After reading the data below, copy out every line that contains the word "outside".

*** Exercise inputs Section Begins ***

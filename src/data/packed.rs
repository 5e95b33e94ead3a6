//! Packed triangular and symmetric tables.
//!
//! A packed table keeps one triangle of an `n x n` matrix in a single array of
//! `n (n + 1) / 2` values, row by row (see [`packed_index`]). Row blocks are
//! expanded on the fly: symmetric layouts mirror the stored triangle,
//! triangular layouts read zero outside it.

use std::any::Any;
use std::ops::Range;
use std::sync::Arc;

use tracing::debug;

use super::block::allocate;
use super::dictionary::{Dictionary, SharedDictionary};
use super::homogen::cell_count;
use super::layout::{
    check_column, check_len, check_rows, packed_index, packed_len, packed_symmetric_index,
    LayoutMask, StorageLayout,
};
use super::statistics::BasicStatistics;
use super::table::{check_dictionary_len, MemoryStatus, NumericTable, TableKind};
use super::types::{Scalar, ScalarSlice, ScalarSliceMut};
use crate::error::{Status, TableError};
use crate::persist::{TablePayload, TableTag};

/// Square table stored as one packed triangle.
///
/// # Example
///
/// ```
/// use numeric_tables::data::{NumericTableExt, PackedTable, StorageLayout};
///
/// // [1 2 4]
/// // [2 3 5]
/// // [4 5 6]
/// let table = PackedTable::from_packed(
///     StorageLayout::LowerPackedSymmetric,
///     vec![1.0f64, 2.0, 3.0, 4.0, 5.0, 6.0],
///     3,
/// )
/// .unwrap();
/// let row = table.get_block_of_rows::<f64>(0, 1).unwrap();
/// assert_eq!(&*row, &[1.0, 2.0, 4.0]);
/// ```
#[derive(Debug)]
pub struct PackedTable<T: Scalar = f64> {
    values: Vec<T>,
    dimension: usize,
    layout: StorageLayout,
    status: MemoryStatus,
    dictionary: SharedDictionary,
    statistics: BasicStatistics,
}

fn check_packed_layout(layout: StorageLayout) -> Result<(), TableError> {
    if layout.is_packed() {
        Ok(())
    } else {
        Err(TableError::Unsupported {
            operation: "packed storage",
            layout,
        })
    }
}

impl<T: Scalar> PackedTable<T> {
    fn with_parts(
        values: Vec<T>,
        dimension: usize,
        layout: StorageLayout,
        status: MemoryStatus,
    ) -> Self {
        Self {
            values,
            dimension,
            layout,
            status,
            dictionary: Dictionary::homogeneous(dimension, T::TYPE).into(),
            statistics: BasicStatistics::default(),
        }
    }

    /// Zero-filled packed table.
    ///
    /// Fails with [`TableError::NotSquare`] unless `num_rows == num_columns`
    /// and with [`TableError::Unsupported`] for a non-packed layout.
    pub fn new(
        layout: StorageLayout,
        num_rows: usize,
        num_columns: usize,
    ) -> Result<Self, TableError> {
        check_packed_layout(layout)?;
        if num_rows != num_columns {
            return Err(TableError::NotSquare {
                layout,
                num_rows,
                num_columns,
            });
        }
        let values = allocate::<T>(packed_len(num_rows)?)?;
        debug!(%layout, dimension = num_rows, "allocated packed table");
        Ok(Self::with_parts(
            values,
            num_rows,
            layout,
            MemoryStatus::InternallyAllocated,
        ))
    }

    /// Zero-filled `n x n` packed table.
    pub fn square(layout: StorageLayout, n: usize) -> Result<Self, TableError> {
        Self::new(layout, n, n)
    }

    /// Attach a caller-provided packed array of `n (n + 1) / 2` values.
    pub fn from_packed(
        layout: StorageLayout,
        values: Vec<T>,
        n: usize,
    ) -> Result<Self, TableError> {
        check_packed_layout(layout)?;
        check_len(packed_len(n)?, values.len())?;
        Ok(Self::with_parts(values, n, layout, MemoryStatus::UserAllocated))
    }

    /// Take over attached storage, e.g. after decoding it from an archive.
    pub(crate) fn into_internal(mut self) -> Self {
        self.status = MemoryStatus::InternallyAllocated;
        self
    }

    /// Pack the relevant triangle of a row-major `n x n` matrix.
    pub fn from_dense_square(
        layout: StorageLayout,
        data: &[T],
        n: usize,
    ) -> Result<Self, TableError> {
        check_packed_layout(layout)?;
        check_len(cell_count(n, n)?, data.len())?;
        let mut table = Self::square(layout, n)?;
        for row in 0..n {
            for col in 0..n {
                if let Some(k) = packed_index(layout.is_upper(), row, col, n) {
                    table.values[k] = data[row * n + col];
                }
            }
        }
        Ok(table)
    }

    /// Number of rows (and columns).
    #[inline]
    pub fn dimension(&self) -> usize {
        self.dimension
    }

    /// The packed triangle.
    #[inline]
    pub fn packed_values(&self) -> &[T] {
        &self.values
    }

    /// The packed triangle, mutably.
    #[inline]
    pub fn packed_values_mut(&mut self) -> &mut [T] {
        &mut self.values
    }

    /// Storage offset of `(row, col)`, mirroring for symmetric layouts.
    #[inline]
    fn cell(&self, row: usize, col: usize) -> Option<usize> {
        let upper = self.layout.is_upper();
        if self.layout.is_symmetric() {
            Some(packed_symmetric_index(upper, row, col, self.dimension))
        } else {
            packed_index(upper, row, col, self.dimension)
        }
    }

    /// Cell `(row, col)`; `None` if out of bounds.
    pub fn get(&self, row: usize, col: usize) -> Option<T> {
        if row >= self.dimension || col >= self.dimension {
            return None;
        }
        Some(
            self.cell(row, col)
                .and_then(|k| self.values.get(k).copied())
                .unwrap_or_default(),
        )
    }

    /// Store `value` at `(row, col)`. Returns false if the cell is out of
    /// bounds or outside a triangular layout's triangle.
    pub fn set(&mut self, row: usize, col: usize, value: T) -> bool {
        if row >= self.dimension || col >= self.dimension {
            return false;
        }
        match self.cell(row, col).and_then(|k| self.values.get_mut(k)) {
            Some(slot) => {
                *slot = value;
                true
            }
            None => false,
        }
    }

    fn expand(&self, rows: Range<usize>) -> Result<Vec<T>, TableError> {
        let n = self.dimension;
        let mut dense = allocate::<T>(cell_count(rows.len(), n)?)?;
        for (i, row) in rows.enumerate() {
            for col in 0..n {
                dense[i * n + col] = self.get(row, col).unwrap_or_default();
            }
        }
        Ok(dense)
    }
}

impl<T: Scalar> NumericTable for PackedTable<T> {
    fn num_rows(&self) -> usize {
        self.dimension
    }

    fn num_columns(&self) -> usize {
        self.dimension
    }

    fn layout(&self) -> StorageLayout {
        self.layout
    }

    fn dictionary(&self) -> &SharedDictionary {
        &self.dictionary
    }

    fn set_dictionary(&mut self, dictionary: SharedDictionary) -> Result<(), TableError> {
        {
            let dict = dictionary.read();
            if dict.num_features() != self.dimension {
                return Err(TableError::DictionaryMismatch(format!(
                    "{} features for {} columns",
                    dict.num_features(),
                    self.dimension
                )));
            }
            if let Some(f) = dict.iter().find(|f| f.scalar_type != T::TYPE) {
                return Err(TableError::ScalarTypeMismatch {
                    expected: T::TYPE,
                    actual: f.scalar_type,
                });
            }
        }
        self.dictionary = dictionary;
        Ok(())
    }

    fn memory_status(&self) -> MemoryStatus {
        self.status
    }

    fn basic_statistics(&self) -> &BasicStatistics {
        &self.statistics
    }

    fn basic_statistics_mut(&mut self) -> &mut BasicStatistics {
        &mut self.statistics
    }

    fn read_rows(&self, rows: Range<usize>, dst: ScalarSliceMut<'_>) -> Result<(), TableError> {
        check_rows(&rows, self.dimension)?;
        check_len(cell_count(rows.len(), self.dimension)?, dst.len())?;
        let dense = self.expand(rows)?;
        dst.fill_from(&dense);
        Ok(())
    }

    fn write_rows(&mut self, rows: Range<usize>, src: ScalarSlice<'_>) -> Result<(), TableError> {
        check_rows(&rows, self.dimension)?;
        let n = self.dimension;
        check_len(cell_count(rows.len(), n)?, src.len())?;
        let mut dense = allocate::<T>(src.len())?;
        src.convert_into(T::wrap_mut(&mut dense));
        for (i, row) in rows.enumerate() {
            for col in 0..n {
                self.set(row, col, dense[i * n + col]);
            }
        }
        Ok(())
    }

    fn read_column(
        &self,
        column: usize,
        rows: Range<usize>,
        dst: ScalarSliceMut<'_>,
    ) -> Result<(), TableError> {
        check_column(column, self.dimension)?;
        check_rows(&rows, self.dimension)?;
        check_len(rows.len(), dst.len())?;
        let mut values = allocate::<T>(rows.len())?;
        for (slot, row) in values.iter_mut().zip(rows) {
            *slot = self.get(row, column).unwrap_or_default();
        }
        dst.fill_from(&values);
        Ok(())
    }

    fn write_column(
        &mut self,
        column: usize,
        rows: Range<usize>,
        src: ScalarSlice<'_>,
    ) -> Result<(), TableError> {
        check_column(column, self.dimension)?;
        check_rows(&rows, self.dimension)?;
        check_len(rows.len(), src.len())?;
        let mut values = allocate::<T>(rows.len())?;
        src.convert_into(T::wrap_mut(&mut values));
        for (row, value) in rows.zip(values) {
            self.set(row, column, value);
        }
        Ok(())
    }

    fn resize(&mut self, num_rows: usize) -> Result<(), TableError> {
        if num_rows == self.dimension {
            return Ok(());
        }
        Err(TableError::Unsupported {
            operation: "resize",
            layout: self.layout,
        })
    }

    fn check_structure(&self) -> Status {
        check_dictionary_len(&self.dictionary, self.dimension)
            | Status::from(
                packed_len(self.dimension).and_then(|len| check_len(len, self.values.len())),
            )
    }

    fn serialization_tag(&self) -> TableTag {
        TableTag::Packed
    }

    fn to_payload(&self) -> Result<TablePayload, TableError> {
        Ok(TablePayload::Packed {
            layout: self.layout,
            dimension: self.dimension,
            values: T::into_scalar_vec(self.values.clone()),
        })
    }

    fn as_any(&self) -> &dyn Any {
        self
    }

    fn into_any(self: Arc<Self>) -> Arc<dyn Any + Send + Sync> {
        self
    }
}

impl<T: Scalar> TableKind for PackedTable<T> {
    const LAYOUTS: LayoutMask = LayoutMask::PACKED;
}
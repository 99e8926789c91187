// Copyright 2026 the gentsuki-dojo authors
//
// Licensed under the Apache License, Version 2.0 (the "License");
// you may not use this file except in compliance with the License.
// You may obtain a copy of the License at
//
//     http://www.apache.org/licenses/LICENSE-2.0
//
// Unless required by applicable law or agreed to in writing, software
// distributed under the License is distributed on an "AS IS" BASIS,
// WITHOUT WARRANTIES OR CONDITIONS OF ANY KIND, either express or implied.
// See the License for the specific language governing permissions and
// limitations under the License.

pub mod fallback;
pub mod gemini;

use std::future::Future;

use crate::types::question::Question;

/// A source of exam questions and post-exam feedback.
///
/// Implementations must never fail outward: any upstream error is absorbed
/// into fixed fallback content so the exam can always proceed.
pub trait QuestionProvider: Clone + Send + Sync + 'static {
    /// Fetch up to `count` freshly generated true/false questions. May
    /// return fewer; the session then simply runs a shorter exam.
    fn fetch_questions(&self, count: usize) -> impl Future<Output = Vec<Question>> + Send;

    /// Fetch a short feedback message for the given score.
    fn fetch_encouragement(
        &self,
        score: usize,
        total: usize,
    ) -> impl Future<Output = String> + Send;
}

*** Exercise inputs Section Ends ***

• Solution for this task
//! triangular layouts read zero outside it.
    /// bounds or outside a triangular layout's triangle.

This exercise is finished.